Prior to 28 February 1991, it was the only source of seven-day listings for ITV and later, Channel 4 (includes S4C in Wales). The magazine was first published in 1955, but did not circulate nationally until 1968 as some (usually smaller) regional stations opted to produce their own listings publications. Until the market was deregulated, its nearest rival was Radio Times – owned then by the BBC and at the time the only source of weekly BBC television and radio schedules. However the two magazines were very different in character, and viewers wanting the full listings for the coming week were required to purchase both publications.

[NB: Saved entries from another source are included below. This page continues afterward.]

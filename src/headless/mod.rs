//! Headless mode - NDJSON event output
//!
//! `vmbridge watch` prints one JSON object per line to stdout for every
//! supervisor event, so scripts and tool layers can follow a running app
//! without parsing logs.
//!
//! # Example Output
//!
//! ```json
//! {"event":"status","status":"connecting","timestamp":1704700001000}
//! {"event":"status","status":"connected","timestamp":1704700001020}
//! {"event":"ready","isolate_id":"isolates/1234","timestamp":1704700001025}
//! {"event":"memory","heap_usage":52428800,"heap_capacity":104857600,"external_usage":10485760,"timestamp":1704700003000}
//! {"event":"reconnecting","attempt":1,"max_attempts":5,"delay_ms":1000,"timestamp":1704700004000}
//! ```

pub mod runner;

use chrono::Utc;
use serde::Serialize;
use serde_json::Value;
use std::io::{self, Write};
use tracing::error;

use vmbridge_app::SupervisorEvent;
use vmbridge_core::ConnectionStatus;

/// Events emitted in headless mode
#[derive(Debug, Clone, Serialize)]
#[serde(tag = "event", rename_all = "snake_case")]
pub enum HeadlessEvent {
    /// Connection status changed
    Status {
        status: ConnectionStatus,
        timestamp: i64,
    },

    /// Main isolate found and streams subscribed
    Ready { isolate_id: String, timestamp: i64 },

    /// Reconnect attempt scheduled
    Reconnecting {
        attempt: u32,
        max_attempts: u32,
        delay_ms: u64,
        timestamp: i64,
    },

    /// Connection restored after an outage
    Reconnected { timestamp: i64 },

    /// Automatic recovery gave up
    Exhausted { target: String, timestamp: i64 },

    /// Heap usage sample
    Memory {
        heap_usage: u64,
        heap_capacity: u64,
        external_usage: u64,
        timestamp: i64,
    },

    /// VM Service stream event
    Stream {
        stream_id: String,
        kind: String,
        isolate_id: Option<String>,
        data: Value,
        timestamp: i64,
    },

    /// Error occurred
    Error {
        message: String,
        fatal: bool,
        timestamp: i64,
    },
}

impl HeadlessEvent {
    /// Emit this event to stdout as JSON
    pub fn emit(&self) {
        let json = match serde_json::to_string(self) {
            Ok(json) => json,
            Err(e) => {
                error!("Failed to serialize headless event: {}", e);
                return;
            }
        };

        // NDJSON: one event per line, flushed immediately
        let mut stdout = io::stdout().lock();
        if let Err(e) = writeln!(stdout, "{}", json) {
            error!("Failed to write headless event to stdout: {}", e);
            return;
        }
        if let Err(e) = stdout.flush() {
            error!("Failed to flush headless stdout: {}", e);
        }
    }

    /// Current timestamp in milliseconds
    fn now() -> i64 {
        Utc::now().timestamp_millis()
    }

    pub fn error(message: String, fatal: bool) -> Self {
        Self::Error {
            message,
            fatal,
            timestamp: Self::now(),
        }
    }
}

impl From<SupervisorEvent> for HeadlessEvent {
    fn from(event: SupervisorEvent) -> Self {
        let timestamp = Self::now();
        match event {
            SupervisorEvent::StatusChanged(status) => Self::Status { status, timestamp },
            SupervisorEvent::Ready { isolate_id } => Self::Ready {
                isolate_id,
                timestamp,
            },
            SupervisorEvent::Reconnecting {
                attempt,
                max_attempts,
                delay,
            } => Self::Reconnecting {
                attempt,
                max_attempts,
                delay_ms: delay.as_millis() as u64,
                timestamp,
            },
            SupervisorEvent::Reconnected => Self::Reconnected { timestamp },
            SupervisorEvent::Exhausted { target } => Self::Exhausted { target, timestamp },
            SupervisorEvent::Memory(memory) => Self::Memory {
                heap_usage: memory.heap_usage,
                heap_capacity: memory.heap_capacity,
                external_usage: memory.external_usage,
                timestamp: memory.timestamp.timestamp_millis(),
            },
            SupervisorEvent::Stream(notification) => Self::Stream {
                stream_id: notification.stream_id,
                kind: notification.event.kind,
                isolate_id: notification.event.isolate.map(|iso| iso.id),
                data: notification.event.data,
                timestamp: notification.event.timestamp.unwrap_or(timestamp),
            },
        }
    }
}

#[cfg(test)]
mod tests {
    use super::*;
    use std::time::Duration;

    fn to_value(event: HeadlessEvent) -> Value {
        let json = serde_json::to_string(&event).expect("serialization failed");
        serde_json::from_str(&json).expect("invalid JSON")
    }

    #[test]
    fn test_status_serialization() {
        let value = to_value(SupervisorEvent::StatusChanged(ConnectionStatus::Connecting).into());

        assert_eq!(value["event"], "status");
        assert_eq!(value["status"], "connecting");
        assert!(value["timestamp"].is_number());
    }

    #[test]
    fn test_reconnecting_serialization() {
        let value = to_value(
            SupervisorEvent::Reconnecting {
                attempt: 2,
                max_attempts: 5,
                delay: Duration::from_millis(1500),
            }
            .into(),
        );

        assert_eq!(value["event"], "reconnecting");
        assert_eq!(value["attempt"], 2);
        assert_eq!(value["max_attempts"], 5);
        assert_eq!(value["delay_ms"], 1500);
    }

    #[test]
    fn test_exhausted_serialization() {
        let value = to_value(
            SupervisorEvent::Exhausted {
                target: "127.0.0.1:8181".to_string(),
            }
            .into(),
        );

        assert_eq!(value["event"], "exhausted");
        assert_eq!(value["target"], "127.0.0.1:8181");
    }

    #[test]
    fn test_stream_serialization() {
        let notification: vmbridge_client::StreamNotification = serde_json::from_value(
            serde_json::json!({
                "streamId": "Extension",
                "event": {
                    "kind": "Extension",
                    "timestamp": 1704700000000i64,
                    "isolate": { "id": "isolates/1", "name": "main" },
                    "extensionKind": "Flutter.Frame"
                }
            }),
        )
        .expect("notification should parse");

        let value = to_value(SupervisorEvent::Stream(notification).into());

        assert_eq!(value["event"], "stream");
        assert_eq!(value["stream_id"], "Extension");
        assert_eq!(value["kind"], "Extension");
        assert_eq!(value["isolate_id"], "isolates/1");
        assert_eq!(value["data"]["extensionKind"], "Flutter.Frame");
        assert_eq!(value["timestamp"], 1704700000000i64);
    }

    #[test]
    fn test_error_serialization() {
        let value = to_value(HeadlessEvent::error("Connection failed".to_string(), true));

        assert_eq!(value["event"], "error");
        assert_eq!(value["message"], "Connection failed");
        assert_eq!(value["fatal"], true);
    }
}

It also used the branding for several broadcast spin-offs on ITV, often include the Miss TV Times and The TV Times Awards during the 1970s and 1980s.

Publication
TV Times was launched on 22 September 1955, with the start of transmissions of the first ITV station, Associated-Rediffusion. Initially, the magazine was published only in the London area, carrying listings for Associated-Rediffusion (Rediffusion, London from 1964) on weekdays and ATV at weekends, but regional editions began to appear covering those ITV regional companies which did not opt to establish their own listings magazines. TV Times became a national magazine (except for the Channel Islands) from 21 September 1968.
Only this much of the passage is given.